Stored data entries:
══════
//! Runs one query end to end: pipeline, report parsing, phase updates.

use crate::research::{
    parse_report, ResearchError, ResearchPhase, ResearchPipeline, ResearchQuery, ResearchReport,
    StatusReporter,
};
use std::sync::Arc;
use std::time::Instant;
use tracing::{debug, error, info, warn};

/// Drives one query through the pipeline and into a [`ResearchReport`].
///
/// The coordinator holds no per-request state, so a single instance is
/// shared by every concurrent request.
pub struct ResearchCoordinator {
    pipeline: Arc<dyn ResearchPipeline>,
}

impl ResearchCoordinator {
    pub fn new(pipeline: Arc<dyn ResearchPipeline>) -> Self {
        Self { pipeline }
    }

    pub fn pipeline_name(&self) -> &str {
        self.pipeline.name()
    }

    /// Execute research for a validated query.
    ///
    /// Reports `planning` before the pipeline starts and `processing` before
    /// its output is parsed, then exactly one of `completed` or `failed`.
    /// No retries: the first failure is returned.
    pub async fn research(
        &self,
        query: &ResearchQuery,
        status: &dyn StatusReporter,
    ) -> Result<ResearchReport, ResearchError> {
        let result = self.run(query, status).await;

        match &result {
            Ok(_) => status.report(ResearchPhase::Completed),
            Err(_) => status.report(ResearchPhase::Failed),
        }

        result
    }

    async fn run(
        &self,
        query: &ResearchQuery,
        status: &dyn StatusReporter,
    ) -> Result<ResearchReport, ResearchError> {
        let start = Instant::now();

        status.report(ResearchPhase::Planning);

        let output = self.pipeline.execute(query).await.map_err(|failure| {
            error!(
                pipeline = %self.pipeline.name(),
                exit_code = ?failure.exit_code(),
                stderr = failure.stderr().unwrap_or_default(),
                "research pipeline failed: {}",
                failure
            );
            failure
        })?;

        if !output.stderr.trim().is_empty() {
            debug!(
                pipeline = %self.pipeline.name(),
                stderr = %output.stderr,
                "research pipeline diagnostics"
            );
        }

        status.report(ResearchPhase::Processing);

        let report = parse_report(&output.stdout).map_err(|e| {
            error!(
                pipeline = %self.pipeline.name(),
                stdout_bytes = output.stdout.len(),
                "research pipeline returned an unusable report: {}",
                e
            );
            e
        })?;

        if !report.verification().is_verified() {
            warn!(
                issues = report.verification().issues().unwrap_or_default(),
                "report did not pass verification"
            );
        }

        info!(
            duration_ms = start.elapsed().as_millis() as u64,
            follow_up_questions = report.follow_up_questions().len(),
            verified = report.verification().is_verified(),
            "research completed"
        );

        Ok(report)
    }
}

#[cfg(test)]
mod tests {
    use super::*;
    use crate::research::{PipelineOutput, ProcessFailure};
    use async_trait::async_trait;
    use std::sync::Mutex;

    struct FixedPipeline {
        result: Mutex<Option<Result<PipelineOutput, ProcessFailure>>>,
    }

    impl FixedPipeline {
        fn ok(stdout: &str, stderr: &str) -> Self {
            Self {
                result: Mutex::new(Some(Ok(PipelineOutput {
                    stdout: stdout.as_bytes().to_vec(),
                    stderr: stderr.to_string(),
                }))),
            }
        }

        fn failing(failure: ProcessFailure) -> Self {
            Self {
                result: Mutex::new(Some(Err(failure))),
            }
        }
    }

    #[async_trait]
    impl ResearchPipeline for FixedPipeline {
        async fn execute(&self, _query: &ResearchQuery) -> Result<PipelineOutput, ProcessFailure> {
            self.result
                .lock()
                .unwrap()
                .take()
                .expect("pipeline executed more than once")
        }

        fn name(&self) -> &str {
            "fixed"
        }
    }

    fn query() -> ResearchQuery {
        ResearchQuery::parse("Analyze Apple's most recent quarterly performance", 200).unwrap()
    }

    const REPORT: &str = r#"{"short_summary":"s","markdown_report":"m","follow_up_questions":["a","b"],"verification":{"verified":false,"issues":"thin sourcing"}}"#;

    #[tokio::test]
    async fn test_phases_on_success() {
        let coordinator = ResearchCoordinator::new(Arc::new(FixedPipeline::ok(REPORT, "")));
        let phases = Mutex::new(Vec::new());
        let reporter = |phase: ResearchPhase| phases.lock().unwrap().push(phase);

        let report = coordinator.research(&query(), &reporter).await.unwrap();

        assert_eq!(report.follow_up_questions(), ["a", "b"]);
        assert_eq!(report.verification().issues(), Some("thin sourcing"));
        assert_eq!(
            *phases.lock().unwrap(),
            vec![
                ResearchPhase::Planning,
                ResearchPhase::Processing,
                ResearchPhase::Completed
            ]
        );
    }

    #[tokio::test]
    async fn test_process_failure_skips_processing_phase() {
        let coordinator = ResearchCoordinator::new(Arc::new(FixedPipeline::failing(
            ProcessFailure::Exited {
                code: 1,
                stderr: "Traceback (most recent call last)".to_string(),
            },
        )));
        let phases = Mutex::new(Vec::new());
        let reporter = |phase: ResearchPhase| phases.lock().unwrap().push(phase);

        let err = coordinator.research(&query(), &reporter).await.unwrap_err();

        assert!(matches!(
            err,
            ResearchError::ProcessExecution(ProcessFailure::Exited { code: 1, .. })
        ));
        assert_eq!(
            *phases.lock().unwrap(),
            vec![ResearchPhase::Planning, ResearchPhase::Failed]
        );
    }

    #[tokio::test]
    async fn test_malformed_output() {
        let coordinator =
            ResearchCoordinator::new(Arc::new(FixedPipeline::ok("not json at all", "")));

        let err = coordinator
            .research(&query(), &crate::research::LogReporter)
            .await
            .unwrap_err();

        assert!(matches!(err, ResearchError::MalformedReport(_)));
    }

    #[tokio::test]
    async fn test_noisy_stderr_is_not_fatal() {
        let coordinator = ResearchCoordinator::new(Arc::new(FixedPipeline::ok(
            REPORT,
            "Planning searches...\nWARNING: rate limited, retrying\n",
        )));

        let report = coordinator
            .research(&query(), &crate::research::LogReporter)
            .await
            .unwrap();

        assert_eq!(report.short_summary(), "s");
        assert_eq!(coordinator.pipeline_name(), "fixed");
    }
}
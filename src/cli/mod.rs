//! CLI module for the research server
//!
//! Provides command-line interface parsing for the finresearch-server binary.
//! Uses clap for argument parsing and owo-colors for colored terminal output.

pub mod output;

use crate::utils::toml_config::DEFAULT_CONFIG_PATH;
use clap::{Parser, Subcommand};
use std::path::PathBuf;

/// Financial research server
///
/// Accepts research queries over HTTP, runs them through an external
/// research pipeline, and returns structured, verified reports.
#[derive(Parser, Debug)]
#[command(
    name = "finresearch-server",
    version,
    about = "Financial research server",
    long_about = "Accepts free-text financial research queries over HTTP, runs them through an\n\
                  external research pipeline, and returns structured, verified reports.\n\n\
                  Run without arguments to start the server.",
    after_help = "EXAMPLES:\n    \
                  finresearch-server                              # Start the server\n    \
                  finresearch-server --config prod.toml           # Use a custom config file\n    \
                  finresearch-server config --validate            # Check the configuration\n    \
                  finresearch-server research \"Analyze Apple\"     # One-shot research, JSON to stdout"
)]
pub struct Cli {
    /// Path to the configuration file
    #[arg(short, long, default_value = DEFAULT_CONFIG_PATH, global = true)]
    pub config: PathBuf,

    /// Enable verbose output
    #[arg(short, long, global = true)]
    pub verbose: bool,

    /// Disable colored output
    #[arg(long, global = true)]
    pub no_color: bool,

    /// Subcommand to execute
    #[command(subcommand)]
    pub command: Option<Commands>,
}

/// Available CLI subcommands
#[derive(Subcommand, Debug, PartialEq)]
pub enum Commands {
    /// Start the HTTP server (default)
    Serve,

    /// Show configuration information
    Config {
        /// Show the full configuration as TOML
        #[arg(short = 'f', long)]
        full: bool,

        /// Validate the configuration file
        #[arg(long)]
        validate: bool,
    },

    /// Run a single research query and print the report as JSON
    Research {
        /// The research question
        query: String,
    },
}

impl Cli {
    /// Parse CLI arguments
    pub fn parse_args() -> Self {
        Self::parse()
    }
}
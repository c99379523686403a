//! Report schema shared with the research pipeline.
//!
//! The pipeline writes a single JSON document to standard output. Two
//! layouts are accepted:
//!
//! ```json
//! {"short_summary": "...", "markdown_report": "...",
//!  "follow_up_questions": ["..."], "verification": {"verified": true}}
//! ```
//!
//! and the envelope form, where the report body and its verification are
//! siblings:
//!
//! ```json
//! {"report": {"short_summary": "...", "markdown_report": "...",
//!             "follow_up_questions": ["..."]},
//!  "verification": {"verified": false, "issues": "..."}}
//! ```
//!
//! Parsing is strict. A missing or mistyped field is an error, never an
//! empty default.

use serde::{Deserialize, Serialize};
use serde_json::{Map, Value};
use utoipa::ToSchema;

/// Advisory quality check attached to every report.
///
/// A failed verification is still a successful report.
#[derive(Debug, Clone, PartialEq, Eq, Serialize, Deserialize, ToSchema)]
pub struct Verification {
    verified: bool,
    /// What the verifier objected to; only meaningful when `verified` is false.
    #[serde(skip_serializing_if = "Option::is_none")]
    issues: Option<String>,
}

impl Verification {
    pub fn passed() -> Self {
        Self {
            verified: true,
            issues: None,
        }
    }

    pub fn failed(issues: impl Into<String>) -> Self {
        Self {
            verified: false,
            issues: Some(issues.into()),
        }
    }

    pub fn is_verified(&self) -> bool {
        self.verified
    }

    pub fn issues(&self) -> Option<&str> {
        self.issues.as_deref()
    }
}

/// The structured result of one research query.
///
/// Fields are private: a report is built once, by parsing or by
/// [`ResearchReport::new`], and only read afterwards.
#[derive(Debug, Clone, PartialEq, Eq, Serialize, Deserialize, ToSchema)]
pub struct ResearchReport {
    /// One-paragraph executive summary
    short_summary: String,
    /// Full report body (Markdown), passed through untouched
    markdown_report: String,
    /// Suggested next queries in display order
    follow_up_questions: Vec<String>,
    verification: Verification,
}

impl ResearchReport {
    pub fn new(
        short_summary: impl Into<String>,
        markdown_report: impl Into<String>,
        follow_up_questions: Vec<String>,
        verification: Verification,
    ) -> Self {
        Self {
            short_summary: short_summary.into(),
            markdown_report: markdown_report.into(),
            follow_up_questions,
            verification,
        }
    }

    pub fn short_summary(&self) -> &str {
        &self.short_summary
    }

    pub fn markdown_report(&self) -> &str {
        &self.markdown_report
    }

    pub fn follow_up_questions(&self) -> &[String] {
        &self.follow_up_questions
    }

    pub fn verification(&self) -> &Verification {
        &self.verification
    }
}

/// Reasons a pipeline payload could not be read as a report.
#[derive(Debug, thiserror::Error)]
pub enum ReportError {
    #[error("payload is not valid UTF-8: {0}")]
    InvalidUtf8(#[from] std::str::Utf8Error),

    #[error("payload is not valid JSON: {0}")]
    InvalidJson(#[source] serde_json::Error),

    #[error("payload must be a JSON object, found {0}")]
    NotAnObject(&'static str),

    #[error("payload does not match the report schema: {0}")]
    Schema(#[source] serde_json::Error),

    /// The pipeline exited cleanly but wrote `{"error": "..."}` instead of a report.
    #[error("pipeline reported an error instead of a report: {0}")]
    CollaboratorError(String),
}

/// Parse raw pipeline output into a [`ResearchReport`].
pub fn parse_report(payload: &[u8]) -> Result<ResearchReport, ReportError> {
    let text = std::str::from_utf8(payload)?;
    let value: Value = serde_json::from_str(text.trim()).map_err(ReportError::InvalidJson)?;

    let mut fields = match value {
        Value::Object(fields) => fields,
        other => return Err(ReportError::NotAnObject(json_kind(&other))),
    };

    if let Some(message) = collaborator_error(&fields) {
        return Err(ReportError::CollaboratorError(message));
    }

    let body = match fields.remove("report") {
        Some(Value::Object(mut inner)) => {
            if !inner.contains_key("verification") {
                if let Some(verification) = fields.remove("verification") {
                    inner.insert("verification".to_string(), verification);
                }
            }
            Value::Object(inner)
        }
        // Let serde describe the type mismatch
        Some(other) => other,
        None => Value::Object(fields),
    };

    serde_json::from_value(body).map_err(ReportError::Schema)
}

/// An error-only payload: an `error` string and none of the report fields.
fn collaborator_error(fields: &Map<String, Value>) -> Option<String> {
    if fields.contains_key("report") || fields.contains_key("short_summary") {
        return None;
    }
    match fields.get("error") {
        Some(Value::String(message)) => Some(message.clone()),
        _ => None,
    }
}

fn json_kind(value: &Value) -> &'static str {
    match value {
        Value::Null => "null",
        Value::Bool(_) => "a boolean",
        Value::Number(_) => "a number",
        Value::String(_) => "a string",
        Value::Array(_) => "an array",
        Value::Object(_) => "an object",
    }
}
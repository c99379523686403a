//! Mock implementations for testing.
//!
//! This module provides stub research pipelines and shell-script pipelines
//! that can be used across different test files without duplication.

use async_trait::async_trait;
use finresearch::research::{PipelineOutput, ProcessFailure, ProcessPipeline, ResearchPipeline};
use finresearch::ResearchQuery;
use std::path::Path;
use std::sync::Mutex;
use std::sync::atomic::{AtomicUsize, Ordering};
use std::time::Duration;

/// What a [`MockPipeline`] does when executed.
#[derive(Clone)]
pub enum MockBehavior {
    /// Exit cleanly with this stdout and stderr
    Output { stdout: String, stderr: String },
    /// Exit with a non-zero code and this stderr
    Exit { code: i32, stderr: String },
    /// Time out after the given duration
    TimeOut(Duration),
}

/// Stub pipeline that records every query it receives.
///
/// # Examples
///
/// ```ignore
/// let pipeline = Arc::new(MockPipeline::returning(APPLE_REPORT));
/// let server = test_server(pipeline.clone());
/// // ... issue requests ...
/// assert_eq!(pipeline.calls(), 1);
/// ```
pub struct MockPipeline {
    behavior: MockBehavior,
    calls: AtomicUsize,
    queries: Mutex<Vec<String>>,
}

impl MockPipeline {
    pub fn new(behavior: MockBehavior) -> Self {
        Self {
            behavior,
            calls: AtomicUsize::new(0),
            queries: Mutex::new(Vec::new()),
        }
    }

    /// Exit cleanly with `stdout` as the payload.
    pub fn returning(stdout: &str) -> Self {
        Self::new(MockBehavior::Output {
            stdout: stdout.to_string(),
            stderr: String::new(),
        })
    }

    /// Exit with `code`, writing `stderr`.
    pub fn exiting(code: i32, stderr: &str) -> Self {
        Self::new(MockBehavior::Exit {
            code,
            stderr: stderr.to_string(),
        })
    }

    pub fn calls(&self) -> usize {
        self.calls.load(Ordering::SeqCst)
    }

    pub fn queries(&self) -> Vec<String> {
        self.queries.lock().unwrap().clone()
    }
}

#[async_trait]
impl ResearchPipeline for MockPipeline {
    async fn execute(&self, query: &ResearchQuery) -> Result<PipelineOutput, ProcessFailure> {
        self.calls.fetch_add(1, Ordering::SeqCst);
        self.queries.lock().unwrap().push(query.as_str().to_string());

        match &self.behavior {
            MockBehavior::Output { stdout, stderr } => Ok(PipelineOutput {
                stdout: stdout.as_bytes().to_vec(),
                stderr: stderr.clone(),
            }),
            MockBehavior::Exit { code, stderr } => Err(ProcessFailure::Exited {
                code: *code,
                stderr: stderr.clone(),
            }),
            MockBehavior::TimeOut(after) => Err(ProcessFailure::TimedOut(*after)),
        }
    }

    fn name(&self) -> &str {
        "mock"
    }
}

/// Write `body` to `name` inside `dir` and return a pipeline that runs it
/// with `/bin/sh`. The query arrives as `$1`.
pub fn script_pipeline(dir: &Path, name: &str, body: &str) -> ProcessPipeline {
    let path = dir.join(name);
    std::fs::write(&path, format!("#!/bin/sh\n{}\n", body)).expect("Failed to write script");

    ProcessPipeline::new("/bin/sh").with_args([path.to_string_lossy().into_owned()])
}

/// A valid flat report payload whose summary is `summary`.
pub fn report_json(summary: &str) -> String {
    serde_json::json!({
        "short_summary": summary,
        "markdown_report": format!("# {}\n\nDetails.", summary),
        "follow_up_questions": ["What about margins?", "What about guidance?"],
        "verification": {"verified": true}
    })
    .to_string()
}
//! Protocol primitives for a block-lattice cryptocurrency.
//!
//! This crate provides pure Rust implementations of:
//! - Account key derivation and the checksummed account ID codec
//! - The Nano Base32 bit-packing encoding used inside account IDs
//! - Block construction, canonical hashing, signing and verification
//! - Proof-of-work validation and solving with CPU-dispatched search kernels

pub mod account;
pub mod block;
pub mod kernel;
pub mod nbase32;
pub mod work;

pub use account::{
    generate_account_id, generate_account_key_pair, generate_account_private_key, generate_seed,
    get_account_id, get_account_public_key, is_account_id_valid, key_pair_from_private_key,
    AccountError, AccountKeyPair, AccountPrefix, AccountSource, KeySource,
};
pub use block::{Block, BlockError, BlockFields, BlockType, TxType};
pub use kernel::{searcher, WorkSearcher};
pub use work::{
    derive_work_difficulty, derive_work_multiplier, get_work_value, parse_difficulty, parse_work,
    solve_work, validate_work, WorkError, WORK_DIFFICULTY,
};

/// True if `s` is a non-empty string of hexadecimal digits.
pub(crate) fn is_hex(s: &str) -> bool {
    !s.is_empty() && s.bytes().all(|b| b.is_ascii_hexdigit())
}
══════
Exact reproduction is required. Give the lines of the data from its first line through the line containing "use std::sync::Arc;", and no others.

//! Runs one query end to end: pipeline, report parsing, phase updates.

use crate::research::{
    parse_report, ResearchError, ResearchPhase, ResearchPipeline, ResearchQuery, ResearchReport,
    StatusReporter,
};
use std::sync::Arc;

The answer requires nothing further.